The legal starting point
The Austrian Stock Corporation Act requires board members to apply the care of a diligent and conscientious manager. For banks, Section 39 BWG adds the duty of proper business organisation. These rules form the basis for organisational failure having personal consequences.
If an AI system is operated without sufficient governance and damage results, civil-law, supervisory-law and insurance-law questions can arise. Concrete liability always depends on the individual case and should be legally assessed.
Three liability dimensions
Regulatory sanctions
For high-risk AI systems of supervised financial institutions, the FMA is relevant as a market surveillance authority under the AI Act. Existing supervisory regimes such as BWG, VAG, DORA and GDPR also continue to apply.

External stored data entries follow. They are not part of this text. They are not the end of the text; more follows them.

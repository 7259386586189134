//! Delivery of due pending notifications.
//!
//! One attempt per notification per run. Whatever happens during an
//! attempt, the row ends `sent` or `failed` with `sent_at` stamped, and the
//! rest of the batch still runs.

use std::collections::BTreeMap;
use std::sync::Arc;
use std::time::Duration;

use serde::Serialize;
use tasflou_core::notification::{DeliveryOutcome, ERR_NO_DEVICE_TOKENS, ERR_TASK_NOT_FOUND};
use tasflou_core::push::{PushGateway, PushMessage, PushResult};
use tasflou_core::quiet_hours::QuietHours;
use tasflou_core::templates;
use tasflou_core::types::Timestamp;
use tasflou_db::models::notification::Notification;

use crate::error::OutboxError;
use crate::store::OutboxStore;

/// Summary of a [`NotificationSender::send_all_pending`] run.
#[derive(Debug, Clone, Copy, Default, PartialEq, Eq, Serialize)]
pub struct SendReport {
    pub sent: usize,
    pub failed: usize,
    pub skipped_quiet_hours: bool,
}

impl SendReport {
    fn quiet() -> Self {
        Self {
            skipped_quiet_hours: true,
            ..Self::default()
        }
    }
}

pub struct NotificationSender {
    store: Arc<dyn OutboxStore>,
    gateway: Arc<dyn PushGateway>,
    quiet_hours: QuietHours,
    push_timeout: Duration,
}

impl NotificationSender {
    pub fn new(
        store: Arc<dyn OutboxStore>,
        gateway: Arc<dyn PushGateway>,
        quiet_hours: QuietHours,
        push_timeout: Duration,
    ) -> Self {
        Self {
            store,
            gateway,
            quiet_hours,
            push_timeout,
        }
    }

    pub fn is_quiet_hours(&self, now: Timestamp) -> bool {
        self.quiet_hours.contains(now)
    }

    /// Attempt every pending notification scheduled at or before `now`.
    ///
    /// Does nothing inside quiet hours. Only a failure to load the batch is
    /// returned as an error.
    pub async fn send_all_pending(&self, now: Timestamp) -> Result<SendReport, OutboxError> {
        if self.is_quiet_hours(now) {
            tracing::info!("Within quiet hours, skipping notification send");
            return Ok(SendReport::quiet());
        }

        let pending = self.store.due_pending(now).await?;
        let mut report = SendReport::default();

        for notification in &pending {
            if self.send_one(notification, now).await {
                report.sent += 1;
            } else {
                report.failed += 1;
            }
        }

        tracing::info!(
            sent = report.sent,
            failed = report.failed,
            "Notification send complete",
        );
        Ok(report)
    }

    /// Deliver one notification and record the outcome. Returns whether it
    /// was sent.
    pub async fn send_one(&self, notification: &Notification, now: Timestamp) -> bool {
        let outcome = match self.attempt(notification, now).await {
            Ok(outcome) => outcome,
            Err(e) => DeliveryOutcome::Failed(e.to_string()),
        };

        match &outcome {
            DeliveryOutcome::Sent => {
                tracing::info!(notification_id = notification.id, "Notification sent");
            }
            DeliveryOutcome::Failed(reason) => {
                tracing::error!(
                    notification_id = notification.id,
                    error = %reason,
                    "Notification failed",
                );
            }
        }

        match self.store.record_outcome(notification.id, &outcome, now).await {
            Ok(true) => {}
            Ok(false) => {
                tracing::warn!(
                    notification_id = notification.id,
                    "Notification was already finalised, outcome discarded",
                );
            }
            Err(e) => {
                tracing::error!(
                    notification_id = notification.id,
                    error = %e,
                    "Failed to record notification outcome",
                );
            }
        }

        outcome.is_sent()
    }

    async fn attempt(
        &self,
        notification: &Notification,
        now: Timestamp,
    ) -> Result<DeliveryOutcome, OutboxError> {
        let tokens = self.store.device_tokens(notification.user_id).await?;
        if tokens.is_empty() {
            return Ok(DeliveryOutcome::Failed(ERR_NO_DEVICE_TOKENS.to_string()));
        }

        let task = match notification.task_id {
            Some(task_id) => self.store.find_active_task(task_id).await?,
            None => None,
        };
        let Some(task) = task else {
            return Ok(DeliveryOutcome::Failed(ERR_TASK_NOT_FOUND.to_string()));
        };

        let rendered = templates::render(notification.kind, &task.snapshot(), now);
        let message = PushMessage {
            tokens,
            title: rendered.title,
            body: rendered.body,
            data: BTreeMap::from([("notification_id".to_string(), notification.id.to_string())]),
        };

        let result = match tokio::time::timeout(self.push_timeout, self.gateway.send(&message)).await
        {
            Ok(result) => result,
            Err(_) => PushResult::all_failed(
                message.tokens.len(),
                format!("push gateway timed out after {}s", self.push_timeout.as_secs()),
            ),
        };

        self.maintain_tokens(notification, &result, now).await;

        Ok(DeliveryOutcome::from_push(&result))
    }

    /// Drop tokens the provider rejected and stamp the ones it accepted.
    /// Bookkeeping failures are logged and never change the outcome.
    async fn maintain_tokens(&self, notification: &Notification, result: &PushResult, now: Timestamp) {
        if !result.invalid_tokens.is_empty() {
            match self.store.prune_tokens(&result.invalid_tokens).await {
                Ok(removed) => tracing::info!(
                    user_id = notification.user_id,
                    removed,
                    "Pruned invalid device tokens",
                ),
                Err(e) => tracing::warn!(error = %e, "Failed to prune invalid device tokens"),
            }
        }

        if !result.delivered_tokens.is_empty() {
            if let Err(e) = self
                .store
                .touch_tokens(notification.user_id, &result.delivered_tokens, now)
                .await
            {
                tracing::warn!(error = %e, "Failed to update device token usage");
            }
        }
    }
}
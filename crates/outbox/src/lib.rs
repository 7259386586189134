//! Notification outbox pipeline.
//!
//! - [`NotificationGenerator`] scans tasks for trigger conditions and
//!   inserts deduplicated pending notifications.
//! - [`NotificationSender`] delivers due pending notifications through a
//!   [`PushGateway`](tasflou_core::push::PushGateway), honouring quiet hours,
//!   and records the outcome on each row.
//! - [`OutboxStore`] is the storage seam: [`PgOutboxStore`] in production,
//!   [`InMemoryOutbox`] for tests and local runs.
//! - [`delivery`] holds the concrete push gateways.

pub mod config;
pub mod delivery;
pub mod error;
pub mod generator;
pub mod memory;
pub mod sender;
pub mod store;

pub use config::NotificationConfig;
pub use error::OutboxError;
pub use generator::{GenerationReport, NotificationGenerator};
pub use memory::InMemoryOutbox;
pub use sender::{NotificationSender, SendReport};
pub use store::{OutboxStore, PgOutboxStore};
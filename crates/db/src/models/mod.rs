//! Row models and DTOs.
//!
//! Each submodule contains:
//! - A `FromRow` + `Serialize` entity struct matching the database row
//! - A `Deserialize` create DTO for inserts
//! - A `Deserialize` update DTO (all `Option` fields) for patches, where the
//!   entity supports them

pub mod credential;
pub mod device_token;
pub mod notification;
pub mod task;
pub mod user;
use std::net::SocketAddr;
use std::sync::Arc;

use sqlx::PgPool;
use tracing_subscriber::{layer::SubscriberExt, util::SubscriberInitExt, EnvFilter};

use tasflou_api::auth::local_provider::LocalAuthProvider;
use tasflou_api::config::ServerConfig;
use tasflou_api::router::build_app_router;
use tasflou_api::state::AppState;

#[tokio::main]
async fn main() {
    dotenvy::dotenv().ok();
    init_tracing();

    let config = ServerConfig::from_env();
    tracing::info!(host = %config.host, port = config.port, "Loaded server configuration");

    let pool = connect_database().await;

    let state = AppState {
        auth: Arc::new(LocalAuthProvider::new(pool.clone(), config.jwt.clone())),
        pool,
        config: Arc::new(config.clone()),
    };
    let app = build_app_router(state, &config);

    let ip = config
        .host
        .parse()
        .unwrap_or_else(|e| panic!("HOST '{}' is not an IP address: {e}", config.host));
    let addr = SocketAddr::new(ip, config.port);
    let listener = tokio::net::TcpListener::bind(addr)
        .await
        .unwrap_or_else(|e| panic!("Failed to bind {addr}: {e}"));
    tracing::info!(%addr, "Task API listening");

    axum::serve(listener, app)
        .with_graceful_shutdown(shutdown_signal())
        .await
        .expect("Server error");

    tracing::info!("Task API stopped");
}

fn init_tracing() {
    let filter = EnvFilter::try_from_default_env()
        .unwrap_or_else(|_| EnvFilter::new("tasflou_api=debug,tasflou_db=info,tower_http=debug"));

    tracing_subscriber::registry()
        .with(filter)
        .with(tracing_subscriber::fmt::layer())
        .init();
}

/// Connect, verify and migrate. Any failure aborts startup.
async fn connect_database() -> PgPool {
    let database_url = std::env::var("DATABASE_URL").expect("DATABASE_URL must be set");

    let pool = tasflou_db::create_pool(&database_url)
        .await
        .expect("Failed to connect to database");
    tasflou_db::health_check(&pool)
        .await
        .expect("Database health check failed");
    tasflou_db::run_migrations(&pool)
        .await
        .expect("Failed to run database migrations");

    tracing::info!("Database ready");
    pool
}

/// Resolve on Ctrl-C, or SIGTERM on Unix.
async fn shutdown_signal() {
    let ctrl_c = async {
        if let Err(e) = tokio::signal::ctrl_c().await {
            tracing::error!(error = %e, "Ctrl-C handler failed");
            std::future::pending::<()>().await;
        }
    };

    #[cfg(unix)]
    let terminate = async {
        match tokio::signal::unix::signal(tokio::signal::unix::SignalKind::terminate()) {
            Ok(mut signal) => {
                signal.recv().await;
            }
            Err(e) => {
                tracing::error!(error = %e, "SIGTERM handler failed");
                std::future::pending::<()>().await;
            }
        }
    };

    #[cfg(not(unix))]
    let terminate = std::future::pending::<()>();

    let signal = tokio::select! {
        () = ctrl_c => "SIGINT",
        () = terminate => "SIGTERM",
    };
    tracing::info!(signal, "Shutting down, draining in-flight requests");
}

Civil liability for damages
AI systems without documented governance, without risk assessment and without appropriate human-oversight structures can affect the diligence standard of a proper manager. Damage from AI misdecisions may lead to claims against the company and internal recourse questions.
D&O coverage risk
D&O insurance does not cover breaches of duty without limit. Exclusions may become relevant in cases of intentional or grossly negligent breaches. This is precisely why documented, traceable governance is important.
Four liability levels
| Level | Risk |
|---|---|
| Corporate fines | The EU AI Act provides tiered sanctions of up to EUR 35 million or 7 percent of global annual turnover. |
| Personal organ liability | Through Section 84 AktG, Section 25 GmbHG and sectoral organisational duties, missing AI governance can become a duty-of-care issue. |
| Organisation and oversight duty | Boards and managing directors must create appropriate structures, monitor them and react to deviations. |
| Internal liability | Where culpable breach of duty causes damage, recourse questions against organ members may arise. |
The strategic consequence: documented governance is not only a regulatory duty, but also personal liability protection. An institution that documents inventory, roles, controls, escalation and management reviews stands in a different risk position than one that does not actively monitor AI use.
The "we did not know" problem
A common misunderstanding is: "We did not know that this system contains AI." As a control concept, that argument does not hold. Deployer duties assume that the institution knows, classifies and documents the AI systems it uses. Not knowing about vendor AI is therefore a governance risk and argues for a structured AI inventory.
CSRD / ESRS: responsibility for reportable bias risks
If AI bias leads to material social impacts, discrimination cases or governance risks, this can also become relevant for CSRD / ESRS reporting. For management bodies, the key issue is not only technical AI compliance, but also whether policies, controls, due-diligence processes, incidents and measures can be reported and audited clearly.
Where required governance measures are knowingly omitted, criminal-law aspects may need to be reviewed in addition to supervisory and civil-law questions. Such statements should not be assessed in general terms, but always through specialised legal advice in the concrete facts.